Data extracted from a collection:
+--

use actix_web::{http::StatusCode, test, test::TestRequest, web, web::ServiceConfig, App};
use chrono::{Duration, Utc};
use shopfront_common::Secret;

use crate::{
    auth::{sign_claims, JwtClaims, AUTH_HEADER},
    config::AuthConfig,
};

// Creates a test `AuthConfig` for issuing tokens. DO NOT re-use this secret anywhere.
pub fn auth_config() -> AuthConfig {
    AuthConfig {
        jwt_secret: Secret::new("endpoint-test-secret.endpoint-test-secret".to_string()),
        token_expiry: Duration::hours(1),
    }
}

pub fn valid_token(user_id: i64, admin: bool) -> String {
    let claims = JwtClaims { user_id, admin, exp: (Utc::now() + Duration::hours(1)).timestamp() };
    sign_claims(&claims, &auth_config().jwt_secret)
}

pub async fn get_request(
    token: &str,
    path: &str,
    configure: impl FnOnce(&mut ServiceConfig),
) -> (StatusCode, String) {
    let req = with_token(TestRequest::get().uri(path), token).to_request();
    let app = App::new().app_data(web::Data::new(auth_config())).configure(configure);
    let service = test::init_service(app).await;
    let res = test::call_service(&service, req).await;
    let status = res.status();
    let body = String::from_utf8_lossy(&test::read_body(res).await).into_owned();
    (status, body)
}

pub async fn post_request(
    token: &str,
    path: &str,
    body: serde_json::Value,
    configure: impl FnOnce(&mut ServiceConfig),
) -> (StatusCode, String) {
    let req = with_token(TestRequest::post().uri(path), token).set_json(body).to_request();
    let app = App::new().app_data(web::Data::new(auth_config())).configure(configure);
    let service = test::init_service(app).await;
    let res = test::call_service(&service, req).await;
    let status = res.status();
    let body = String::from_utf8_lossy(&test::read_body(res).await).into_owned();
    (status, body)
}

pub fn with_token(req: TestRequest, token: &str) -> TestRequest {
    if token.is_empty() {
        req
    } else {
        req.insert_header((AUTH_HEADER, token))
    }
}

+--

Every record, from the first to the last, should be transcribed exactly.

### Output below
use actix_web::{http::StatusCode, test, test::TestRequest, web, web::ServiceConfig, App};
use chrono::{Duration, Utc};
use shopfront_common::Secret;

use crate::{
    auth::{sign_claims, JwtClaims, AUTH_HEADER},
    config::AuthConfig,
};

// Creates a test `AuthConfig` for issuing tokens. DO NOT re-use this secret anywhere.
pub fn auth_config() -> AuthConfig {
    AuthConfig {
        jwt_secret: Secret::new("endpoint-test-secret.endpoint-test-secret".to_string()),
        token_expiry: Duration::hours(1),
    }
}

pub fn valid_token(user_id: i64, admin: bool) -> String {
    let claims = JwtClaims { user_id, admin, exp: (Utc::now() + Duration::hours(1)).timestamp() };
    sign_claims(&claims, &auth_config().jwt_secret)
}

pub async fn get_request(
    token: &str,
    path: &str,
    configure: impl FnOnce(&mut ServiceConfig),
) -> (StatusCode, String) {
    let req = with_token(TestRequest::get().uri(path), token).to_request();
    let app = App::new().app_data(web::Data::new(auth_config())).configure(configure);
    let service = test::init_service(app).await;
    let res = test::call_service(&service, req).await;
    let status = res.status();
    let body = String::from_utf8_lossy(&test::read_body(res).await).into_owned();
    (status, body)
}

pub async fn post_request(
    token: &str,
    path: &str,
    body: serde_json::Value,
    configure: impl FnOnce(&mut ServiceConfig),
) -> (StatusCode, String) {
    let req = with_token(TestRequest::post().uri(path), token).set_json(body).to_request();
    let app = App::new().app_data(web::Data::new(auth_config())).configure(configure);
    let service = test::init_service(app).await;
    let res = test::call_service(&service, req).await;
    let status = res.status();
    let body = String::from_utf8_lossy(&test::read_body(res).await).into_owned();
    (status, body)
}

pub fn with_token(req: TestRequest, token: &str) -> TestRequest {
    if token.is_empty() {
        req
    } else {
        req.insert_header((AUTH_HEADER, token))
    }
}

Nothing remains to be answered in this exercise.